A escola da infância abraça as curiosidades e necessidades das crianças. Para elas o tempo de perguntar, de escutar. Para elas, móveis acessíveis que incentivam a autonomia, para elas, rodas de conversa que possibilitam a participação, para elas, pátios que favorecem o contato com a terra, a grama, a água.

Ao conceber as crianças protagonistas, as práticas e os encontros são com elas, não para as elas. As paredes da escola narram histórias das crianças, escritas por educadores que munidas do papel de escribas, facilitam a compreensão da função social da escrita. As fotografias ilustram vivências de um tempo e um lugar tão importantes, que certamente deixarão saudades.

Os serviços educacionais se tornam contextos de pesquisas, onde as teorias das crianças podem ser legitimadas e ouvidas; um contexto onde se sintam à vontade, motivadas e respeitadas em seus percursos e processos existenciais e cognitivos (PAGANO, 2017.p. 29)

Quando as crianças convivem em escolas que as respeitam, desfrutam de possibilidades importantes, as quais lhes ajudarão em novos processos que precisam realizar. Ao crescerem, surgem outros desafios e com eles o ciclo da educação infantil finaliza. O término da educação infantil exige das famílias uma nova organização, pois as crianças passarão a habitar outros lugares, outras escolas.

“Kaik estar na escola permite que eu trabalhe tranquila... mas agora quando chegar a hora dele sair, terei que ver como farei. Penso em largar meu emprego meio dia, pois tenho receio de deixar ele sozinho em casa. Ele é curioso... tenho receio por causa do fogo” (Marseni, 2018).

“2018 é o terceiro e último ano do nosso filho nesta escola de educação infantil e temos que agradecer, imensamente, a todos os profissionais, pelo cuidado, dedicação, carinho e aprendizagens transmitidas ao nosso filho, foram anos incríveis” (Fabiane, 2018).

A escola é marcada como um lugar importante, um lugar de referência, tanto para as crianças, como suas famílias. A saída da criança para o ingresso na escola de ensino fundamental é um corte, um momento no qual é exigido que os pequenos cresçam e os adultos busquem outras alternativas de cuidado e educação. As famílias

entrevistas nunca cogitaram outra alternativa de cuidado para seus filhos pequenos, senão a escola. A única exceção foi o caso da família de Emanuely.
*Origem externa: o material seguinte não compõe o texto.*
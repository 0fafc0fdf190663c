use log::{debug, warn};

use crate::tags;
use crate::value::{ContainerBuilder, Value};

/// Responses in a row that don't answer the current module before the
/// dump is abandoned
pub const MAX_UNANSWERED: u8 = 3;

/// Progress through the battery modules (DCBs)
///
/// The first request asks for the battery scalars and the number of
/// modules. Each module is then requested on its own, `total + 1`
/// requests in all.
#[derive(Debug, Clone, Copy, PartialEq, Eq)]
pub struct Pagination {
    pub first_request: bool,
    pub cursor: u16,
    pub total: u16,
    /// Responses since the cursor last moved
    pub unanswered: u8,
}

impl Default for Pagination {
    fn default() -> Self {
        Pagination {
            first_request: true,
            cursor: 0,
            total: 0,
            unanswered: 0,
        }
    }
}

/// What the response to an indexed request carried
#[derive(Debug, Clone, Copy, PartialEq, Eq)]
pub enum PageAnswer {
    /// Data for the given module, `None` if it didn't say which
    Module(Option<u32>),
    /// The device refused the battery request as a whole
    Failed,
    /// Neither module data nor an error
    Nothing,
}

/// What a response did to the pagination
#[derive(Debug, Clone, Copy, PartialEq, Eq)]
pub enum PageStep {
    /// Another request is due
    Continue,
    /// All modules are done
    Done,
}

impl Pagination {
    /// Request for the current page
    pub fn request(&self) -> Value {
        let mut data = ContainerBuilder::new(tags::BAT_REQ_DATA);
        data.append(tags::BAT_INDEX, 0u16);
        if self.first_request {
            for tag in [
                tags::BAT_REQ_RSOC,
                tags::BAT_REQ_MODULE_VOLTAGE,
                tags::BAT_REQ_CURRENT,
                tags::BAT_REQ_STATUS_CODE,
                tags::BAT_REQ_ERROR_CODE,
                tags::BAT_REQ_DCB_COUNT,
            ] {
                data.append_value(Value::request(tag));
            }
        } else {
            data.append(tags::BAT_REQ_DCB_INFO, self.cursor)
                .append(tags::BAT_REQ_DCB_ALL_CELL_VOLTAGES, self.cursor)
                .append(tags::BAT_REQ_DCB_ALL_CELL_TEMPERATURES, self.cursor);
        }
        data.build()
    }

    /// The first response reported `count` modules
    ///
    /// `None` means the device didn't say and is treated like zero.
    pub fn start(&mut self, count: Option<u16>) -> PageStep {
        match count {
            Some(total) if total > 0 => {
                debug!("Paging through {total} battery modules");
                *self = Pagination {
                    first_request: false,
                    total,
                    ..Pagination::default()
                };
                PageStep::Continue
            }
            other => {
                if other.is_none() {
                    warn!("Battery data carried no module count");
                }
                *self = Pagination::default();
                PageStep::Done
            }
        }
    }

    /// An indexed response arrived
    ///
    /// Only data for the module under the cursor moves it on. Data for
    /// another module is a late answer to an earlier request and is
    /// ignored, as are responses without any module data. After
    /// [MAX_UNANSWERED] of those in a row, or a refused request, the dump
    /// ends.
    pub fn advance(&mut self, answer: PageAnswer) -> PageStep {
        match answer {
            PageAnswer::Module(Some(index)) if index != u32::from(self.cursor) => {
                warn!("Ignoring data for module {index}, waiting for {}", self.cursor);
                self.unanswered += 1;
            }
            PageAnswer::Module(_) => {
                self.cursor += 1;
                self.unanswered = 0;
            }
            PageAnswer::Failed => {
                warn!("Battery request for module {} refused, ending the dump", self.cursor);
                *self = Pagination::default();
                return PageStep::Done;
            }
            PageAnswer::Nothing => {
                warn!("No module data for index {}, asking again", self.cursor);
                self.unanswered += 1;
            }
        }
        if self.unanswered > MAX_UNANSWERED {
            warn!("Module {} never answered, ending the dump", self.cursor);
            *self = Pagination::default();
            PageStep::Done
        } else if self.cursor >= self.total {
            *self = Pagination::default();
            PageStep::Done
        } else {
            PageStep::Continue
        }
    }
}
/// Primitive kind of a value as encoded on the wire
#[derive(Debug, Clone, Copy, PartialEq, Eq)]
#[repr(u8)]
pub enum DataType {
    None = 0x00,
    Bool = 0x01,
    Char8 = 0x02,
    UChar8 = 0x03,
    Int16 = 0x04,
    UInt16 = 0x05,
    Int32 = 0x06,
    UInt32 = 0x07,
    Int64 = 0x08,
    UInt64 = 0x09,
    Float32 = 0x0A,
    Double64 = 0x0B,
    Bitfield = 0x0C,
    String = 0x0D,
    Container = 0x0E,
    Timestamp = 0x0F,
    ByteArray = 0x10,
    Error = 0xFF,
}
impl DataType {
    pub fn from_u8(value: u8) -> Option<DataType> {
        let data_type = match value {
            0x00 => DataType::None,
            0x01 => DataType::Bool,
            0x02 => DataType::Char8,
            0x03 => DataType::UChar8,
            0x04 => DataType::Int16,
            0x05 => DataType::UInt16,
            0x06 => DataType::Int32,
            0x07 => DataType::UInt32,
            0x08 => DataType::Int64,
            0x09 => DataType::UInt64,
            0x0A => DataType::Float32,
            0x0B => DataType::Double64,
            0x0C => DataType::Bitfield,
            0x0D => DataType::String,
            0x0E => DataType::Container,
            0x0F => DataType::Timestamp,
            0x10 => DataType::ByteArray,
            0xFF => DataType::Error,
            _ => return None,
        };
        Some(data_type)
    }
    /// Payload width of fixed size types
    fn fixed_len(self) -> Option<usize> {
        match self {
            DataType::None => Some(0),
            DataType::Bool | DataType::Char8 | DataType::UChar8 => Some(1),
            DataType::Int16 | DataType::UInt16 => Some(2),
            DataType::Int32 | DataType::UInt32 | DataType::Float32 | DataType::Error => Some(4),
            DataType::Int64 | DataType::UInt64 | DataType::Double64 => Some(8),
            DataType::Timestamp => Some(Timestamp::LEN),
            DataType::Bitfield
            | DataType::String
            | DataType::Container
            | DataType::ByteArray => None,
        }
    }
}
impl Display for DataType {
    fn fmt(&self, f: &mut core::fmt::Formatter<'_>) -> core::fmt::Result {
        write!(f, "{self:?}")
    }
}

/// Point in time with nanosecond resolution
#[derive(Debug, Clone, Copy, Default, PartialEq, Eq, PartialOrd, Ord)]
pub struct Timestamp {
    pub seconds: i64,
    pub nanoseconds: i32,
}
impl Timestamp {
    /// Encoded size in bytes
    pub const LEN: usize = 12;

    pub const fn from_seconds(seconds: i64) -> Self {
        Timestamp {
            seconds,
            nanoseconds: 0,
        }
    }
    fn to_bytes(self) -> [u8; Self::LEN] {
        let mut out = [0u8; Self::LEN];
        out[..8].copy_from_slice(&self.seconds.to_le_bytes());
        out[8..].copy_from_slice(&self.nanoseconds.to_le_bytes());
        out
    }
    fn from_bytes(bytes: [u8; Self::LEN]) -> Self {
        let mut seconds = [0u8; 8];
        let mut nanoseconds = [0u8; 4];
        seconds.copy_from_slice(&bytes[..8]);
        nanoseconds.copy_from_slice(&bytes[8..]);
        Timestamp {
            seconds: i64::from_le_bytes(seconds),
            nanoseconds: i32::from_le_bytes(nanoseconds),
        }
    }
}

/// Error code reported by the device in an error typed value
#[derive(Debug, Clone, Copy, PartialEq, Eq)]
pub enum ErrorCode {
    NotHandled,
    AccessDenied,
    Format,
    Again,
    OutOfBounds,
    NotAvailable,
    UnknownTag,
    AlreadyInUse,
    Other(u32),
}
impl From<u32> for ErrorCode {
    fn from(value: u32) -> Self {
        match value {
            1 => ErrorCode::NotHandled,
            2 => ErrorCode::AccessDenied,
            3 => ErrorCode::Format,
            4 => ErrorCode::Again,
            5 => ErrorCode::OutOfBounds,
            6 => ErrorCode::NotAvailable,
            7 => ErrorCode::UnknownTag,
            8 => ErrorCode::AlreadyInUse,
            other => ErrorCode::Other(other),
        }
    }
}
impl From<ErrorCode> for u32 {
    fn from(value: ErrorCode) -> Self {
        match value {
            ErrorCode::NotHandled => 1,
            ErrorCode::AccessDenied => 2,
            ErrorCode::Format => 3,
            ErrorCode::Again => 4,
            ErrorCode::OutOfBounds => 5,
            ErrorCode::NotAvailable => 6,
            ErrorCode::UnknownTag => 7,
            ErrorCode::AlreadyInUse => 8,
            ErrorCode::Other(other) => other,
        }
    }
}
impl Display for ErrorCode {
    fn fmt(&self, f: &mut core::fmt::Formatter<'_>) -> core::fmt::Result {
        match self {
            ErrorCode::Other(code) => write!(f, "error {code}"),
            known => write!(f, "{known:?} ({})", u32::from(*known)),
        }
    }
}

/// Decoded payload of a value
#[derive(Debug, Clone, PartialEq)]
pub enum Payload {
    None,
    Bool(bool),
    Char8(i8),
    UChar8(u8),
    Int16(i16),
    UInt16(u16),
    Int32(i32),
    UInt32(u32),
    Int64(i64),
    UInt64(u64),
    Float32(f32),
    Double64(f64),
    Bitfield(Vec<u8>),
    String(String),
    Container(Vec<Value>),
    Timestamp(Timestamp),
    ByteArray(Vec<u8>),
    Error(ErrorCode),
    /// A data type this library doesn't know, kept as is
    Raw { data_type: u8, bytes: Vec<u8> },
}
#![cfg_attr(not(test), no_std)]
//! Client side of the RSCP protocol spoken by E3/DC home storage systems
//!
//! The protocol runs over a single TCP connection. Every request is a tree
//! of tagged values packed into a frame, encrypted with a chained 256 bit
//! Rijndael cipher and answered by exactly one response frame.
//!
//! [Session] ties the pieces together on top of any
//! [embedded_io::Read] + [embedded_io::Write] transport.
extern crate alloc;

use alloc::string::String;
use core::fmt::Display;

pub mod cipher;
pub mod commands;
pub mod dictionary;
mod frame;
pub mod orchestrator;
pub mod reassembly;
pub mod session;
pub mod tags;
pub mod types;
mod util;
pub mod value;

pub use dictionary::{BuiltinDictionary, TagDictionary};
pub use frame::{
    CRC_LEN, Ctrl, Frame, FrameError, HEADER_LEN, MAX_FRAME_LEN, MAX_PAYLOAD_LEN, Parsed,
    encode_frame, parse_frame,
};
pub use orchestrator::{Orchestrator, Output, Query, Reading};
pub use session::{Cycle, Session};
pub use tags::Tag;
pub use value::{ContainerBuilder, Payload, Timestamp, Value, ValueError};

/// Default TCP port of the RSCP service
pub const DEFAULT_PORT: u16 = 5033;

/// Fatal protocol errors, independent of the transport
#[derive(Debug, PartialEq, thiserror::Error)]
#[non_exhaustive]
pub enum ProtocolError {
    #[error("corrupt frame: {0}")]
    Frame(#[from] FrameError),
    #[error("receive buffer exceeded {limit} bytes without a complete frame")]
    BufferOverflow { limit: usize },
    #[error("authentication rejected by the device")]
    AuthenticationRejected,
    #[error("invalid request: {0}")]
    Input(#[from] InputError),
    #[error("malformed value: {0}")]
    Value(#[from] ValueError),
}

/// Invalid user input, detected before anything is sent
#[derive(Debug, PartialEq, thiserror::Error)]
#[non_exhaustive]
pub enum InputError {
    #[error("unknown history type `{0}`, expected day, week, month or year")]
    UnknownHistoryType(String),
    #[error("invalid date `{0}`, expected YYYY-MM-DD")]
    InvalidDateFormat(String),
    #[error("{what} of {value} W must be between 1 and {max} W")]
    PowerOutOfRange {
        what: &'static str,
        value: u32,
        max: u32,
    },
    #[error("manual charge of {value} Wh must be between {min} and {max} Wh")]
    ChargeEnergyOutOfRange { value: u32, min: u32, max: u32 },
}

#[derive(Debug)]
#[non_exhaustive]
pub enum Error<T: embedded_io::Error> {
    /// No response within the transport timeout
    ///
    /// Not fatal, the pending request is sent again.
    Timeout,
    /// The device closed the connection
    PeerClosed,
    /// Corrupt data or a rejected session
    Protocol(ProtocolError),
    /// Transport layer error
    Transport(T),
}

impl<T: embedded_io::Error> Error<T> {
    /// Whether the session can't continue after this error
    pub fn is_fatal(&self) -> bool {
        !matches!(self, Error::Timeout)
    }
}

impl<T: embedded_io::Error> Display for Error<T> {
    fn fmt(&self, f: &mut core::fmt::Formatter<'_>) -> core::fmt::Result {
        match self {
            Error::Timeout => write!(f, "Timed out waiting for a response"),
            Error::PeerClosed => write!(f, "Connection closed by peer"),
            Error::Protocol(e) => write!(f, "Protocol error: {e}"),
            Error::Transport(e) => write!(f, "Transport error: {e}"),
        }
    }
}
impl<T: embedded_io::Error + 'static> core::error::Error for Error<T> {
    fn source(&self) -> Option<&(dyn core::error::Error + 'static)> {
        match self {
            Error::Protocol(e) => Some(e),
            Error::Transport(e) => Some(e),
            _ => None,
        }
    }
}
impl<T: embedded_io::Error> From<ProtocolError> for Error<T> {
    fn from(value: ProtocolError) -> Self {
        Self::Protocol(value)
    }
}

#[cfg(test)]
static INIT: std::sync::Once = std::sync::Once::new();

#[cfg(test)]
fn init_logger() {
    INIT.call_once(|| {
        simple_logger::init_with_level(log::Level::Trace).unwrap();
    });
}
“Desde que Emanuely nasceu eu nunca pude ficar com ela. Sempre trabalhei no frigorífico, com uma jornada bem desgastante. Decidimos mudar de cidade e com isso eu posso me dedicar a ficar com ela de manhã. Tomamos café juntas, arrumo o cabelo dela com calma, vamos ao mercado, conversamos e a tarde ela vai para a escola... tem sido muito bom! “(Paula, 2018).

O relato de Paula reforça a ideia de que a infância tem muitos lugares e que as famílias podem decidir pelo que as deixa mais segura em relação à educação e o cuidado dos filhos pequenos.